It’s no secret that, for the past couple of years, Disney stock has struggled for the past couple of years. The stock plummeted when the theme parks were forced to close because of the COVID-19 pandemic, which was understandable. Thankfully, it slowly started to climb back up as Disney+ subscriptions grew and people continued to shop for Disney merchandise. However, it failed to live up to the reliable stock it was once, as Disney CEO Bob Chapek made a series of public missteps that caused people’s faith in the company to wane.

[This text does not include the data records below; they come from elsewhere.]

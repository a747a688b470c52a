//! Write-side access decisions raised as validation errors.

use chrono::NaiveDateTime;

use super::error_code::TrackerErrorCode;
use super::reporter::ValidationErrorReporter;
use crate::acl::ownership::owner_in_scope;
use crate::error::TrackerError;
use crate::export::store::OwnershipStore;
use crate::models::*;

/// What an event write is checked against.
#[derive(Debug, Clone, Copy, PartialEq, Eq)]
pub struct EventWriteAccess<'a> {
    pub program: &'a Program,
    pub program_stage: &'a ProgramStage,
    pub org_unit: &'a OrganisationUnit,
    /// Owner org unit; only set for programs with registration.
    pub owner_org_unit: Option<&'a OrganisationUnit>,
    pub tracked_entity: Option<&'a str>,
}

pub trait ImportAccessManager {
    fn check_te_type_write_access(
        &self,
        reporter: &mut ValidationErrorReporter,
        user: &User,
        te_type: &TrackedEntityType,
    ) -> Result<(), TrackerError>;

    fn check_org_unit_in_capture_scope(
        &self,
        reporter: &mut ValidationErrorReporter,
        user: &User,
        org_unit: &OrganisationUnit,
    ) -> Result<(), TrackerError>;

    fn check_org_unit_in_search_scope(
        &self,
        reporter: &mut ValidationErrorReporter,
        user: &User,
        org_unit: &OrganisationUnit,
    ) -> Result<(), TrackerError>;

    fn check_write_enrollment_access(
        &self,
        reporter: &mut ValidationErrorReporter,
        user: &User,
        program: &Program,
        tracked_entity: Option<&str>,
        owner_org_unit: Option<&OrganisationUnit>,
    ) -> Result<(), TrackerError>;

    fn check_event_write_access(
        &self,
        reporter: &mut ValidationErrorReporter,
        user: &User,
        access: EventWriteAccess<'_>,
    ) -> Result<(), TrackerError>;
}

/// Sharing, user scopes and program ownership, with temporary ownership
/// grants read from the store.
pub struct DefaultImportAccessManager<'a, S: ?Sized> {
    store: &'a S,
    now: NaiveDateTime,
}

impl<'a, S: OwnershipStore + ?Sized> DefaultImportAccessManager<'a, S> {
    pub fn new(store: &'a S, now: NaiveDateTime) -> Self {
        Self { store, now }
    }

    fn check_ownership(
        &self,
        reporter: &mut ValidationErrorReporter,
        user: &User,
        program: &Program,
        tracked_entity: Option<&str>,
        owner_org_unit: Option<&OrganisationUnit>,
    ) -> Result<(), TrackerError> {
        let (Some(te), Some(owner)) = (tracked_entity, owner_org_unit) else {
            return Ok(());
        };
        if user.is_super() || program.is_without_registration() {
            return Ok(());
        }
        let allowed = owner_in_scope(user, program.access_level, owner, || {
            self.store
                .has_temporary_ownership(te, &program.uid, &user.uid, self.now)
        })?;
        if !allowed {
            reporter.add_error(TrackerErrorCode::E1102, &[&user.username, te, &program.uid]);
        }
        Ok(())
    }
}

impl<S: OwnershipStore + ?Sized> ImportAccessManager for DefaultImportAccessManager<'_, S> {
    fn check_te_type_write_access(
        &self,
        reporter: &mut ValidationErrorReporter,
        user: &User,
        te_type: &TrackedEntityType,
    ) -> Result<(), TrackerError> {
        if !te_type.sharing.can_data_write(user) {
            reporter.add_error(TrackerErrorCode::E1001, &[&user.username, &te_type.uid]);
        }
        Ok(())
    }

    fn check_org_unit_in_capture_scope(
        &self,
        reporter: &mut ValidationErrorReporter,
        user: &User,
        org_unit: &OrganisationUnit,
    ) -> Result<(), TrackerError> {
        if !user.is_super() && !user.is_in_capture_scope(org_unit) {
            reporter.add_error(TrackerErrorCode::E1000, &[&user.username, &org_unit.uid]);
        }
        Ok(())
    }

    fn check_org_unit_in_search_scope(
        &self,
        reporter: &mut ValidationErrorReporter,
        user: &User,
        org_unit: &OrganisationUnit,
    ) -> Result<(), TrackerError> {
        if !user.is_super() && !user.is_in_search_scope(org_unit) {
            reporter.add_error(TrackerErrorCode::E1003, &[&org_unit.uid, &user.username]);
        }
        Ok(())
    }

    fn check_write_enrollment_access(
        &self,
        reporter: &mut ValidationErrorReporter,
        user: &User,
        program: &Program,
        tracked_entity: Option<&str>,
        owner_org_unit: Option<&OrganisationUnit>,
    ) -> Result<(), TrackerError> {
        if !program.sharing.can_data_write(user) {
            reporter.add_error(TrackerErrorCode::E1091, &[&user.username, &program.uid]);
        }
        if let Some(te_type) = &program.tracked_entity_type {
            self.check_te_type_write_access(reporter, user, te_type)?;
        }
        self.check_ownership(reporter, user, program, tracked_entity, owner_org_unit)
    }

    fn check_event_write_access(
        &self,
        reporter: &mut ValidationErrorReporter,
        user: &User,
        access: EventWriteAccess<'_>,
    ) -> Result<(), TrackerError> {
        if access.program.is_without_registration() {
            if !access.program.sharing.can_data_write(user) {
                reporter.add_error(TrackerErrorCode::E1091, &[&user.username, &access.program.uid]);
            }
            return Ok(());
        }
        if !access.program_stage.sharing.can_data_write(user) {
            reporter.add_error(
                TrackerErrorCode::E1095,
                &[&user.username, &access.program_stage.uid],
            );
        }
        self.check_ownership(
            reporter,
            user,
            access.program,
            access.tracked_entity,
            access.owner_org_unit,
        )
    }
}

#[cfg(test)]
mod tests {
    use super::*;
    use crate::db::repository::fixtures::{at, World};
    use crate::db::repository::{get_program_stage_by_uid, grant_temporary_ownership};
    use crate::db::SqliteTrackerStore;
    use crate::export::store::MetadataStore;
    use crate::models::enums::TrackerType;

    fn manager(store: &SqliteTrackerStore) -> DefaultImportAccessManager<'_, SqliteTrackerStore> {
        DefaultImportAccessManager::new(store, at("2024-06-01 12:00:00"))
    }

    fn reporter() -> ValidationErrorReporter {
        let mut reporter = ValidationErrorReporter::new();
        reporter.start("EnNewAAAAAA", TrackerType::Enrollment);
        reporter
    }

    fn codes(reporter: &ValidationErrorReporter) -> Vec<TrackerErrorCode> {
        reporter.errors().iter().map(|e| e.code).collect()
    }

    #[test]
    fn capture_and_search_scope() {
        let store = World::store();
        let access = manager(&store);
        let mut reporter = reporter();
        let user = World::user_district_a();

        access
            .check_org_unit_in_capture_scope(&mut reporter, &user, &World::unit(World::OU_FACILITY_A))
            .unwrap();
        assert!(!reporter.has_errors());

        let district_b = World::unit(World::OU_DISTRICT_B);
        access.check_org_unit_in_capture_scope(&mut reporter, &user, &district_b).unwrap();
        access.check_org_unit_in_search_scope(&mut reporter, &user, &district_b).unwrap();
        assert_eq!(codes(&reporter), vec![TrackerErrorCode::E1000, TrackerErrorCode::E1003]);

        let mut reporter = self::reporter();
        access
            .check_org_unit_in_capture_scope(&mut reporter, &World::superuser(), &district_b)
            .unwrap();
        assert!(!reporter.has_errors());
    }

    #[test]
    fn program_without_data_write_is_rejected() {
        let store = World::store();
        let access = manager(&store);
        let hidden = store.get_program(World::PROGRAM_HIDDEN).unwrap().unwrap();
        let mut reporter = reporter();

        access
            .check_write_enrollment_access(&mut reporter, &World::user_district_a(), &hidden, None, None)
            .unwrap();
        assert_eq!(codes(&reporter), vec![TrackerErrorCode::E1091]);
    }

    #[test]
    fn ownership_follows_access_level_and_grants() {
        let store = World::store();
        let access = manager(&store);
        let protected = store.get_program(World::PROGRAM_PROTECTED).unwrap().unwrap();
        let user = World::user_district_a();
        let owner = World::unit(World::OU_DISTRICT_B);

        let mut reporter = reporter();
        access
            .check_write_enrollment_access(&mut reporter, &user, &protected, Some(World::TE_ALICE), Some(&owner))
            .unwrap();
        assert_eq!(codes(&reporter), vec![TrackerErrorCode::E1102]);

        grant_temporary_ownership(
            store.conn(),
            World::TE_ALICE,
            World::PROGRAM_PROTECTED,
            &user.uid,
            "emergency",
            at("2024-06-02 00:00:00"),
        )
        .unwrap();
        let mut reporter = self::reporter();
        access
            .check_write_enrollment_access(&mut reporter, &user, &protected, Some(World::TE_ALICE), Some(&owner))
            .unwrap();
        assert!(!reporter.has_errors());
    }

    #[test]
    fn tracker_event_needs_stage_write_access() {
        let store = World::store();
        let access = manager(&store);
        let program = store.get_program(World::PROGRAM_OPEN).unwrap().unwrap();
        let stage = get_program_stage_by_uid(store.conn(), World::STAGE_HIDDEN).unwrap().unwrap();
        let district_a = World::unit(World::OU_DISTRICT_A);
        let mut reporter = reporter();

        access
            .check_event_write_access(
                &mut reporter,
                &World::user_district_a(),
                EventWriteAccess {
                    program: &program,
                    program_stage: &stage,
                    org_unit: &district_a,
                    owner_org_unit: Some(&district_a),
                    tracked_entity: Some(World::TE_ALICE),
                },
            )
            .unwrap();
        assert_eq!(codes(&reporter), vec![TrackerErrorCode::E1095]);
    }
}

On November 20, after a tumultuous few years, Bob Chapek was fired, and former Disney CEO Bob Iger stepped into the leadership role once again. Immediately after Iger came back into the Disney fold, Disney’s stock drastically increased as analysts said that the magic had returned. Those gains slowly started to go down and have since disappeared. Then Avatar: The Way of Water came out and underperformed, which caused the stock price to drop again.
Now, Disney is on par to have its worst year in nearly five decades.
Market Insider explained more about Disney’s poor performance — the stock is down 45% just this year.
Disney stock has plunged 45% this year, leaving it poised to deliver its worst annual performance in nearly five decades, as a profusion of challenges continues to bedevil the media giant.
Shares of Disney closed almost 5% lower Monday, after the long-awaited “Avatar: The Way of Water” had a disappointing opening weekend in movie theaters.
The stock is now trading at 2014 levels on a split-adjusted basis, and remains on track for its largest yearly decline since 1974, according to CNBC. The painful selloff has erased about $200 billion from Disney’s market capitalization since March 2021.
While Disney is certainly struggling, the blame cannot simply be pointed at things like Chapek’s issues and Avatar’s performance. The stock market as a whole has had a terrible year. Inflation has reached a forty-year-high, and the federal interest rate was raised from nearly zero all the way to four percent.
Disney fans, Hollywood, Wall Street, and market analysts all have hope that Bob Iger will be able to take Disney and put it back in the positive light it was once seen. They are hoping that can happen if Iger does things like fix the courageous pricing and get rid of unpopular things like Disney Genie+ and the theme park reservation system.